### EXERCISE DESCRIPTION
As the answer, give a copy of each line below that includes the word "push".
*** RECORDS FOR THE TASK
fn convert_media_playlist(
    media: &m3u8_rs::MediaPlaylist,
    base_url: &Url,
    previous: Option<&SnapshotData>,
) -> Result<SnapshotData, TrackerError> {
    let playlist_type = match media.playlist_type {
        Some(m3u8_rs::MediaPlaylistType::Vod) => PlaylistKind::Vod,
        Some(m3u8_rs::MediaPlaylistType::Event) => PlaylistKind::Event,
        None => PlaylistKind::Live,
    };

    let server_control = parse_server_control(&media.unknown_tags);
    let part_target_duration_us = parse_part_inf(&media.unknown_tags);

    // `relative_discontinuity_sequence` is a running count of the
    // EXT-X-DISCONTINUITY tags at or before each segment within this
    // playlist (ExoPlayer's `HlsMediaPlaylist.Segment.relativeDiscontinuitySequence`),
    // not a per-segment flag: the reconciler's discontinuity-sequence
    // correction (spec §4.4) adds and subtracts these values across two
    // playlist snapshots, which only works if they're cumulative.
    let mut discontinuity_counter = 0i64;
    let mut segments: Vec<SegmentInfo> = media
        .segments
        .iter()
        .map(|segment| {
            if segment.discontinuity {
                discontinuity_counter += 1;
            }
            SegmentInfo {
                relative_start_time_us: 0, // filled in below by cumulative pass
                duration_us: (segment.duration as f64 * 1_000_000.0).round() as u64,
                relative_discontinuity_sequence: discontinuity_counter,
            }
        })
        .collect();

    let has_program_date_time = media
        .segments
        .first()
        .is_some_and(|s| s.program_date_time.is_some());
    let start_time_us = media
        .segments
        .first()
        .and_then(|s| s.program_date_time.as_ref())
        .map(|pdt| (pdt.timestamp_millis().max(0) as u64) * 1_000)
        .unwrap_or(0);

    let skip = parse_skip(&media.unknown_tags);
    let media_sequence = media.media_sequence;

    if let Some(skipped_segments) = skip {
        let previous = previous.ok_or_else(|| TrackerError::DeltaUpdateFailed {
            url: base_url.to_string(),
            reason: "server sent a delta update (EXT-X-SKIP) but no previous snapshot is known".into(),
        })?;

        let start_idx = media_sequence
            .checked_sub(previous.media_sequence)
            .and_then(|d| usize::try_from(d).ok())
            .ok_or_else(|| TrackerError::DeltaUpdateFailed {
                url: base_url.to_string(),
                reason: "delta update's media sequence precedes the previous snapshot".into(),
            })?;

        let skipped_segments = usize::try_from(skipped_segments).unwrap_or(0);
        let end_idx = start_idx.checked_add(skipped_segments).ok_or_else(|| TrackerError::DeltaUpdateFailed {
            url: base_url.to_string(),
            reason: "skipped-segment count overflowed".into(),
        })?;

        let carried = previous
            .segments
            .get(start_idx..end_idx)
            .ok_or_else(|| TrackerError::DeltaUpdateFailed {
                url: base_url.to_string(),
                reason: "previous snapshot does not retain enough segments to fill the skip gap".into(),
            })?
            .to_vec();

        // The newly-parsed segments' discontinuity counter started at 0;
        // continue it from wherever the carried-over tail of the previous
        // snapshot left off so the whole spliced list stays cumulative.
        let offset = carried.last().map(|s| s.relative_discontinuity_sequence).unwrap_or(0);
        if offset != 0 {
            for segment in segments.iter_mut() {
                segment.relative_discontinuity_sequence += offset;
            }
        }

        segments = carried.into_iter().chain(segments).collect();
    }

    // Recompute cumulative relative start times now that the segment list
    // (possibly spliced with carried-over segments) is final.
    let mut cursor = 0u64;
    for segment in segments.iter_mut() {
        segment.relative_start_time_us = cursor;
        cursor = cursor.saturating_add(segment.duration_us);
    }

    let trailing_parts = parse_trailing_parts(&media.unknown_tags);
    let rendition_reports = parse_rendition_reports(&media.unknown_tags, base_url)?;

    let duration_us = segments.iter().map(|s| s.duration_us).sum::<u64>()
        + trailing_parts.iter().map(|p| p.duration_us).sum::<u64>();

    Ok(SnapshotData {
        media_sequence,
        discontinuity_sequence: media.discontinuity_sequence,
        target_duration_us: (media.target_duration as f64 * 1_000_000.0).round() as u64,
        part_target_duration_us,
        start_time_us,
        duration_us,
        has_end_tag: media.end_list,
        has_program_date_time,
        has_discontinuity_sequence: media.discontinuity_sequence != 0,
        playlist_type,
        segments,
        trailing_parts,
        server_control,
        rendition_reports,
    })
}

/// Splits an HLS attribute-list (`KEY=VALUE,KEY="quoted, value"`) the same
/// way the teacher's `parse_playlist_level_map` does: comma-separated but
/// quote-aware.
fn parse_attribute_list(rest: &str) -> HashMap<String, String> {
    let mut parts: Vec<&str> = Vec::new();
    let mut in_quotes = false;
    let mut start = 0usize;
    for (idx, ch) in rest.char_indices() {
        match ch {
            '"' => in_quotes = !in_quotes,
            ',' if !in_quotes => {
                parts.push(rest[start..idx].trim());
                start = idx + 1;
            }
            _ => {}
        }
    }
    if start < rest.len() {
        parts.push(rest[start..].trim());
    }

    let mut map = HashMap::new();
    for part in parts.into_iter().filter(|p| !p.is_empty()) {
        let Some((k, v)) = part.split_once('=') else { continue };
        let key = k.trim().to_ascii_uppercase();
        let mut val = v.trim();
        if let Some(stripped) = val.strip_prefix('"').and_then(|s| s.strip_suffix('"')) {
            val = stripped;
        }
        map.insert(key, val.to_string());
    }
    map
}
******
### RESPONSE AREA
                parts.push(rest[start..idx].trim());
        parts.push(rest[start..].trim());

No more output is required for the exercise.